## 1. Introduction

The existence of separation in binary choice models, where an independent variable perfectly predicts a binary dependent variable, is a problem within political science. The default response to this problem suggested by Zorn (Reference Zorn2005) and further evaluated by Rainey (Reference Rainey2016), is the use of penalized maximum likelihood (PMLE), equivalent to the use of a Jeffreys prior (Jeffreys, Reference Jeffreys1946), developed by Firth (Reference Firth1993). Such an approach has also been used to provide finite estimates of fixed effects for units that never experience the outcome event (Cook *et al.*, Reference Cook, Hays and Franzese2020).

In this paper, I demonstrate that PMLE can lead to statistically significant point estimates in the *opposite* direction to that of the separation, when the number of observations are sufficiently large and the binary dependent and independent variables responsible for separation are rare events. Dyadic data, with tens to hundreds of thousands of observations, on countries over time is a common example of such data. In these cases, researchers often focus on rare events both as dependent and independent variables, such as interstate war, the onset of sanctions, possession of nuclear weapons, and the signing of preferential trade agreements.

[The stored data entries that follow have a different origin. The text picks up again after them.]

//! CLI argument parsing definitions

use clap::{Args, Parser, Subcommand};
use std::path::PathBuf;

#[derive(Parser)]
#[command(name = "mlbatch", author, version, about, long_about = None)]
pub struct Cli {
    /// Path to configuration file
    #[arg(long, value_name = "PATH", global = true)]
    pub config: Option<PathBuf>,

    /// Set the log level (trace, debug, info, warn, error)
    #[arg(long, value_name = "LEVEL", global = true)]
    pub log_level: Option<String>,

    #[command(subcommand)]
    pub command: Commands,
}

#[derive(Subcommand)]
pub enum Commands {
    /// Run a batch of jobs
    Run(RunArgs),

    /// Pull jobs from a shared work index (started by the cluster bootstrap)
    #[command(hide = true)]
    Worker(WorkerArgs),

    /// Set or clear a halt signal
    Halt {
        /// Store key of the halt signal
        #[arg(long, value_name = "KEY")]
        key: String,

        /// Clear the signal instead of setting it
        #[arg(long)]
        clear: bool,
    },

    /// Show per-job statuses recorded under a key
    Status {
        /// Store key of the statuses
        #[arg(long, value_name = "KEY")]
        key: String,

        /// Number of jobs in the batch; lists only recorded statuses when omitted
        #[arg(long, value_name = "N")]
        count: Option<usize>,
    },

    /// Configuration management commands
    Config {
        #[command(subcommand)]
        config_cmd: ConfigCommands,
    },
}

#[derive(Args)]
pub struct RunArgs {
    /// JSON file holding an array of jobs
    #[arg(long, value_name = "PATH")]
    pub jobs: PathBuf,

    /// Run on a local pool of this many workers
    #[arg(long, value_name = "N")]
    pub workers: Option<usize>,

    /// Cluster resource spec (e.g. "-n 4 -c 2", or "fake")
    #[arg(long, value_name = "SPEC", allow_hyphen_values = true)]
    pub cluster: Option<String>,

    /// Batch label used in logs
    #[arg(long, value_name = "STRING")]
    pub label: Option<String>,

    #[arg(long, value_name = "KEY")]
    pub halt_key: Option<String>,

    #[arg(long, value_name = "KEY")]
    pub status_key: Option<String>,

    #[arg(long, value_name = "KEY")]
    pub result_key: Option<String>,

    /// Only report cached results, never execute
    #[arg(long)]
    pub cache_only: bool,

    /// Realize every declared input before running
    #[arg(long)]
    pub prefetch_inputs: bool,

    /// Write results here instead of stdout
    #[arg(long, value_name = "PATH")]
    pub output: Option<PathBuf>,
}

#[derive(Args)]
pub struct WorkerArgs {
    #[arg(long, value_name = "PATH")]
    pub jobs: PathBuf,

    #[arg(long, value_name = "PATH")]
    pub index_file: PathBuf,

    /// Store configuration written by the launcher
    #[arg(long, value_name = "PATH")]
    pub store_config: PathBuf,

    #[arg(long, value_name = "KEY")]
    pub result_key: String,

    #[arg(long, value_name = "KEY")]
    pub status_key: Option<String>,

    #[arg(long, value_name = "KEY")]
    pub halt_key: Option<String>,

    #[arg(long, value_name = "KEY")]
    pub job_cache_key: Option<String>,
}

#[derive(Subcommand)]
pub enum ConfigCommands {
    /// Print a sample configuration file
    Sample,

    /// Validate a configuration file
    Validate {
        /// Path to the configuration file
        #[arg(long, value_name = "PATH")]
        config_file: PathBuf,
    },
}
//! Key-value store implementations

pub mod file;
pub mod memory;

#[cfg(any(test, feature = "testing"))]
pub mod testing;

pub use file::FileKvStore;
pub use memory::InMemoryKvStore;

use mlbatch_config::{StoreBackend, StoreConfig};
use sha2::{Digest, Sha256};
use std::path::Path;
use std::sync::Arc;

use crate::error::StorageResult;
use crate::kv::KvStore;

/// Open the store described by `config`
pub fn open_store(config: &StoreConfig) -> StorageResult<Arc<dyn KvStore>> {
    match &config.backend {
        StoreBackend::File { root } => {
            let mut store = FileKvStore::open(root)?;
            store.set_config(config.clone());
            Ok(Arc::new(store))
        }
        StoreBackend::Memory => Ok(Arc::new(InMemoryKvStore::new())),
    }
}

/// Hex SHA-256 digest of `bytes`
pub(crate) fn hex_digest(bytes: &[u8]) -> String {
    let digest = Sha256::digest(bytes);
    digest.iter().map(|b| format!("{:02x}", b)).collect()
}

/// Hex SHA-256 digest of a local file's content
///
/// `None` when `path` is not a regular file.
pub async fn file_digest(path: &Path) -> StorageResult<Option<String>> {
    match tokio::fs::metadata(path).await {
        Ok(metadata) if metadata.is_file() => {
            let bytes = tokio::fs::read(path).await?;
            Ok(Some(hex_digest(&bytes)))
        }
        Ok(_) => Ok(None),
        Err(e) if e.kind() == std::io::ErrorKind::NotFound => Ok(None),
        Err(e) => Err(e.into()),
    }
}

/// Split a `sha256://<hash>/<name>` location into its hash
pub(crate) fn parse_store_url(path: &str) -> Option<&str> {
    let rest = path.strip_prefix(mlbatch_core::STORE_URL_PREFIX)?;
    let hash = rest.split('/').next()?;
    if hash.len() == 64 && hash.chars().all(|c| c.is_ascii_hexdigit()) {
        Some(hash)
    } else {
        None
    }
}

This reversal in sign is a result of the Jeffreys prior resulting in non-independent prior densities for parameters, which can lead to high prior density for parameters opposite the direction of separation when including a binary rare event independent variable. To demonstrate how this occurs and its effect on inferences, I use simulated data and an empirical illustration. As an alternative to Jeffreys prior/Firth's PMLE, independent “weakly-informative” priors such as the Cauchy prior suggested by Gelman *et al.* (Reference Gelman, Jakulin, Pittau and Su2008) ensure that the point estimate remains in the direction of separation for this specification.

Researchers should be mindful that Firth's method can lead to statistically significant point estimates in the opposite direction of separation. While there may be occasions researchers believe this is an appropriate result, it should be made clear that this is due to the specific choice of the prior. Researchers who wish to ensure point estimates are always in the same direction of the separation can instead use the Cauchy prior approach of Gelman *et al.* (Reference Gelman, Jakulin, Pittau and Su2008). Even so, and echoing Rainey (Reference Rainey2016), researchers should be aware that any default solution to separation necessarily has inbuilt assumptions about researcher's prior information that may not be universally applicable.

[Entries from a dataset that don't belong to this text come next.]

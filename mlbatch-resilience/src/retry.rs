//! Retry policy and executor

use log::{debug, info, warn};
use serde::{Deserialize, Serialize};
use std::future::Future;
use std::time::Duration;
use tokio::time::sleep;

use crate::backoff::{BackoffCalculator, BackoffStrategy};

/// Retry policy configuration
#[derive(Debug, Clone, PartialEq, Serialize, Deserialize)]
pub struct RetryPolicy {
    /// Maximum number of attempts, including the first one
    pub max_attempts: u32,

    /// Initial delay between retries
    #[serde(with = "humantime_serde")]
    pub initial_delay: Duration,

    /// Maximum delay between retries
    #[serde(with = "humantime_serde")]
    pub max_delay: Duration,

    /// Backoff strategy
    pub backoff_strategy: BackoffStrategy,

    /// Whether to add jitter to retry delays
    pub jitter: bool,
}

impl Default for RetryPolicy {
    fn default() -> Self {
        Self {
            max_attempts: 3,
            initial_delay: Duration::from_millis(100),
            max_delay: Duration::from_secs(30),
            backoff_strategy: BackoffStrategy::Exponential { base: 2.0 },
            jitter: true,
        }
    }
}

impl RetryPolicy {
    /// Retry without any delay beyond the operation's own latency
    pub fn immediate(max_attempts: u32) -> Self {
        Self::fixed(max_attempts, Duration::ZERO)
    }

    /// Retry with the same delay between every attempt
    pub fn fixed(max_attempts: u32, delay: Duration) -> Self {
        Self {
            max_attempts,
            initial_delay: delay,
            max_delay: delay,
            backoff_strategy: BackoffStrategy::Fixed,
            jitter: false,
        }
    }

    /// Create a linear retry policy
    pub fn linear(max_attempts: u32, delay: Duration) -> Self {
        Self {
            max_attempts,
            initial_delay: delay,
            max_delay: delay * max_attempts,
            backoff_strategy: BackoffStrategy::Linear,
            jitter: false,
        }
    }

    /// Calculate delay for a specific attempt
    pub fn delay_for_attempt(&self, attempt: u32) -> Duration {
        BackoffCalculator::new(
            self.backoff_strategy.clone(),
            self.initial_delay,
            self.max_delay,
            self.jitter,
        )
        .calculate_delay(attempt)
    }
}

/// Trait for errors that can be retried
pub trait Retryable {
    /// Whether this error is retryable
    fn is_retryable(&self) -> bool;

    /// Whether this is a transient error that should be retried immediately
    fn is_transient(&self) -> bool {
        false
    }

    /// Custom retry delay for this error type
    fn retry_delay(&self) -> Option<Duration> {
        None
    }
}

/// Retry executor
pub struct RetryExecutor {
    policy: RetryPolicy,
}

impl RetryExecutor {
    pub fn new(policy: RetryPolicy) -> Self {
        Self { policy }
    }

    pub fn with_default_policy() -> Self {
        Self::new(RetryPolicy::default())
    }

    pub fn policy(&self) -> &RetryPolicy {
        &self.policy
    }

    /// Execute a function with retry logic
    pub async fn execute<F, Fut, T, E>(&self, mut f: F) -> Result<T, RetryError<E>>
    where
        F: FnMut() -> Fut,
        Fut: Future<Output = Result<T, E>>,
        E: Retryable + std::fmt::Display,
    {
        self.execute_with_context(|_attempt| f()).await
    }

    /// Execute a function with retry logic and attempt context
    pub async fn execute_with_context<F, Fut, T, E>(&self, mut f: F) -> Result<T, RetryError<E>>
    where
        F: FnMut(u32) -> Fut,
        Fut: Future<Output = Result<T, E>>,
        E: Retryable + std::fmt::Display,
    {
        let mut attempt = 1;

        loop {
            debug!(
                "Executing attempt {} of {}",
                attempt, self.policy.max_attempts
            );

            match f(attempt).await {
                Ok(result) => {
                    if attempt > 1 {
                        info!("Operation succeeded after {} attempts", attempt);
                    }
                    return Ok(result);
                }
                Err(error) => {
                    if !error.is_retryable() {
                        warn!("Operation failed with non-retryable error: {}", error);
                        return Err(RetryError::NonRetryableError(error));
                    }

                    if attempt >= self.policy.max_attempts {
                        warn!("Operation failed after {} attempts: {}", attempt, error);
                        return Err(RetryError::MaxAttemptsExceeded {
                            attempts: attempt,
                            last_error: error,
                        });
                    }

                    let delay = error
                        .retry_delay()
                        .unwrap_or_else(|| self.policy.delay_for_attempt(attempt));

                    if error.is_transient() && delay < Duration::from_millis(10) {
                        debug!("Transient error, retrying immediately: {}", error);
                    } else {
                        warn!(
                            "Attempt {} failed: {}. Retrying in {:?}",
                            attempt, error, delay
                        );
                        sleep(delay).await;
                    }

                    attempt += 1;
                }
            }
        }
    }
}

/// Retry error types
#[derive(Debug, thiserror::Error)]
pub enum RetryError<E> {
    /// Maximum retry attempts exceeded
    #[error("Maximum retry attempts ({attempts}) exceeded. Last error: {last_error}")]
    MaxAttemptsExceeded { attempts: u32, last_error: E },

    /// Non-retryable error encountered
    #[error("Non-retryable error: {0}")]
    NonRetryableError(E),
}

impl<E> RetryError<E> {
    /// Get the underlying error
    pub fn into_inner(self) -> E {
        match self {
            RetryError::MaxAttemptsExceeded { last_error, .. } => last_error,
            RetryError::NonRetryableError(error) => error,
        }
    }
}

#[cfg(test)]
mod tests {
    use super::*;
    use std::sync::atomic::{AtomicU32, Ordering};
    use std::sync::Arc;

    #[derive(Debug, Clone)]
    struct TestError {
        retryable: bool,
        message: String,
    }

    impl std::fmt::Display for TestError {
        fn fmt(&self, f: &mut std::fmt::Formatter<'_>) -> std::fmt::Result {
            write!(f, "{}", self.message)
        }
    }

    impl Retryable for TestError {
        fn is_retryable(&self) -> bool {
            self.retryable
        }

        fn is_transient(&self) -> bool {
            true
        }
    }

    #[tokio::test]
    async fn test_retry_success_after_failures() {
        let counter = Arc::new(AtomicU32::new(0));
        let counter_clone = counter.clone();

        let executor = RetryExecutor::new(RetryPolicy::immediate(3));

        let result = executor
            .execute(|| {
                let count = counter_clone.fetch_add(1, Ordering::Relaxed);
                async move {
                    if count < 2 {
                        Err(TestError {
                            retryable: true,
                            message: "Temporary failure".to_string(),
                        })
                    } else {
                        Ok("Success".to_string())
                    }
                }
            })
            .await;

        assert_eq!(result.unwrap(), "Success");
        assert_eq!(counter.load(Ordering::Relaxed), 3);
    }

    #[tokio::test]
    async fn test_retry_max_attempts_exceeded() {
        let counter = Arc::new(AtomicU32::new(0));
        let counter_clone = counter.clone();
        let executor = RetryExecutor::new(RetryPolicy::fixed(3, Duration::from_millis(1)));

        let result: Result<(), RetryError<TestError>> = executor
            .execute(|| {
                counter_clone.fetch_add(1, Ordering::Relaxed);
                async {
                    Err(TestError {
                        retryable: true,
                        message: "Always fails".to_string(),
                    })
                }
            })
            .await;

        assert!(matches!(
            result.unwrap_err(),
            RetryError::MaxAttemptsExceeded { attempts: 3, .. }
        ));
        assert_eq!(counter.load(Ordering::Relaxed), 3);
    }

    #[tokio::test]
    async fn test_non_retryable_error() {
        let executor = RetryExecutor::with_default_policy();

        let result: Result<(), RetryError<TestError>> = executor
            .execute(|| async {
                Err(TestError {
                    retryable: false,
                    message: "Non-retryable".to_string(),
                })
            })
            .await;

        let err = result.unwrap_err();
        assert!(matches!(err, RetryError::NonRetryableError(_)));
        assert_eq!(err.into_inner().message, "Non-retryable");
    }

    #[tokio::test(start_paused = true)]
    async fn test_fixed_policy_waits_between_attempts() {
        let executor = RetryExecutor::new(RetryPolicy::fixed(3, Duration::from_secs(1)));
        let started = tokio::time::Instant::now();

        let result = executor
            .execute_with_context(|attempt| async move {
                if attempt < 3 {
                    Err(TestError {
                        retryable: true,
                        message: format!("Attempt {}", attempt),
                    })
                } else {
                    Ok(attempt)
                }
            })
            .await;

        assert_eq!(result.unwrap(), 3);
        assert!(started.elapsed() >= Duration::from_secs(2));
    }
}
//! Status/result store configuration

use crate::error::{ConfigError, ConfigResult};
use crate::validation::{validate_positive, Validatable};
use serde::{Deserialize, Serialize};
use std::path::{Path, PathBuf};
use std::time::Duration;

/// Key-value store backend
#[derive(Debug, Clone, PartialEq, Serialize, Deserialize)]
#[serde(tag = "type", rename_all = "lowercase")]
pub enum StoreBackend {
    /// Directory database shared through the filesystem
    File { root: PathBuf },
    /// Process-local store, unusable for cluster dispatch
    Memory,
}

impl Default for StoreBackend {
    fn default() -> Self {
        StoreBackend::File {
            root: default_store_root(),
        }
    }
}

/// Store configuration, including the consistency retry budget
#[derive(Debug, Clone, PartialEq, Serialize, Deserialize)]
#[serde(default)]
pub struct StoreConfig {
    pub backend: StoreBackend,

    /// Attempts of a result write whose read-back comes back empty
    pub write_attempts: u32,

    /// Attempts of a result read while draining cluster results
    pub read_attempts: u32,

    /// Delay between result read attempts
    #[serde(with = "humantime_serde")]
    pub read_backoff: Duration,
}

impl Default for StoreConfig {
    fn default() -> Self {
        Self {
            backend: StoreBackend::default(),
            write_attempts: 3,
            read_attempts: 3,
            read_backoff: Duration::from_secs(1),
        }
    }
}

impl StoreConfig {
    /// File-backed store rooted at `root`
    pub fn file(root: impl Into<PathBuf>) -> Self {
        Self {
            backend: StoreBackend::File { root: root.into() },
            ..Self::default()
        }
    }

    /// In-memory store
    pub fn memory() -> Self {
        Self {
            backend: StoreBackend::Memory,
            ..Self::default()
        }
    }

    pub fn with_read_backoff(mut self, backoff: Duration) -> Self {
        self.read_backoff = backoff;
        self
    }

    /// Read a standalone store configuration file
    pub fn from_yaml_file(path: impl AsRef<Path>) -> ConfigResult<Self> {
        let content = std::fs::read_to_string(path)?;
        let config: StoreConfig = serde_yaml::from_str(&content)?;
        config.validate()?;
        Ok(config)
    }

    /// Write this configuration as a standalone file
    pub fn write_yaml_file(&self, path: impl AsRef<Path>) -> ConfigResult<()> {
        let content = serde_yaml::to_string(self)?;
        std::fs::write(path, content).map_err(ConfigError::from)
    }
}

impl Validatable for StoreConfig {
    fn validate(&self) -> ConfigResult<()> {
        validate_positive(self.write_attempts, "write_attempts", self.domain_name())?;
        validate_positive(self.read_attempts, "read_attempts", self.domain_name())?;

        if let StoreBackend::File { root } = &self.backend {
            if root.as_os_str().is_empty() {
                return Err(self.validation_error("file store root cannot be empty"));
            }
        }

        Ok(())
    }

    fn domain_name(&self) -> &'static str {
        "store"
    }
}

fn default_store_root() -> PathBuf {
    dirs::home_dir()
        .unwrap_or_else(std::env::temp_dir)
        .join(".mlbatch")
        .join("database")
}
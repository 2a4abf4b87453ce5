//! Job handlers
//!
//! A handler runs exactly one job and reports its result. The orchestrator
//! never looks inside a job specification; everything job-specific happens
//! behind this trait.

mod cluster;
mod local;
mod pool;

pub use cluster::ClusterHandler;
pub use local::LocalShellHandler;
pub use pool::PoolHandler;

use async_trait::async_trait;
use mlbatch_core::{Job, JobResult};

use crate::error::ExecutionError;

/// Runs a single job
#[async_trait]
pub trait JobHandler: Send + Sync {
    /// Execute `job`
    ///
    /// `Ok(None)` means the handler ran but produced no result. A job that
    /// ran and failed is `Ok(Some(result))` with a non-zero return code;
    /// errors are reserved for infrastructure failures.
    async fn execute_job(&self, job: &Job) -> Result<Option<JobResult>, ExecutionError>;

    /// Short name used in logs
    fn name(&self) -> &'static str;
}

## 2. How penalized maximum likelihood and Jeffreys prior lead to opposite point estimates

Suppose our estimating equation is *y* = α + β*x* + ε and we are faced with negative quasi-complete separation. That is, there exist no observations in the 2 × 2 table, displayed in Table 1a such that $x = 1 \wedge y = 1$.

In this single covariate case, Firth's Jeffreys prior approach is equivalent to adding 0.5 to each cell in Table 1a (Zorn, Reference Zorn2005), resulting in Table 1b.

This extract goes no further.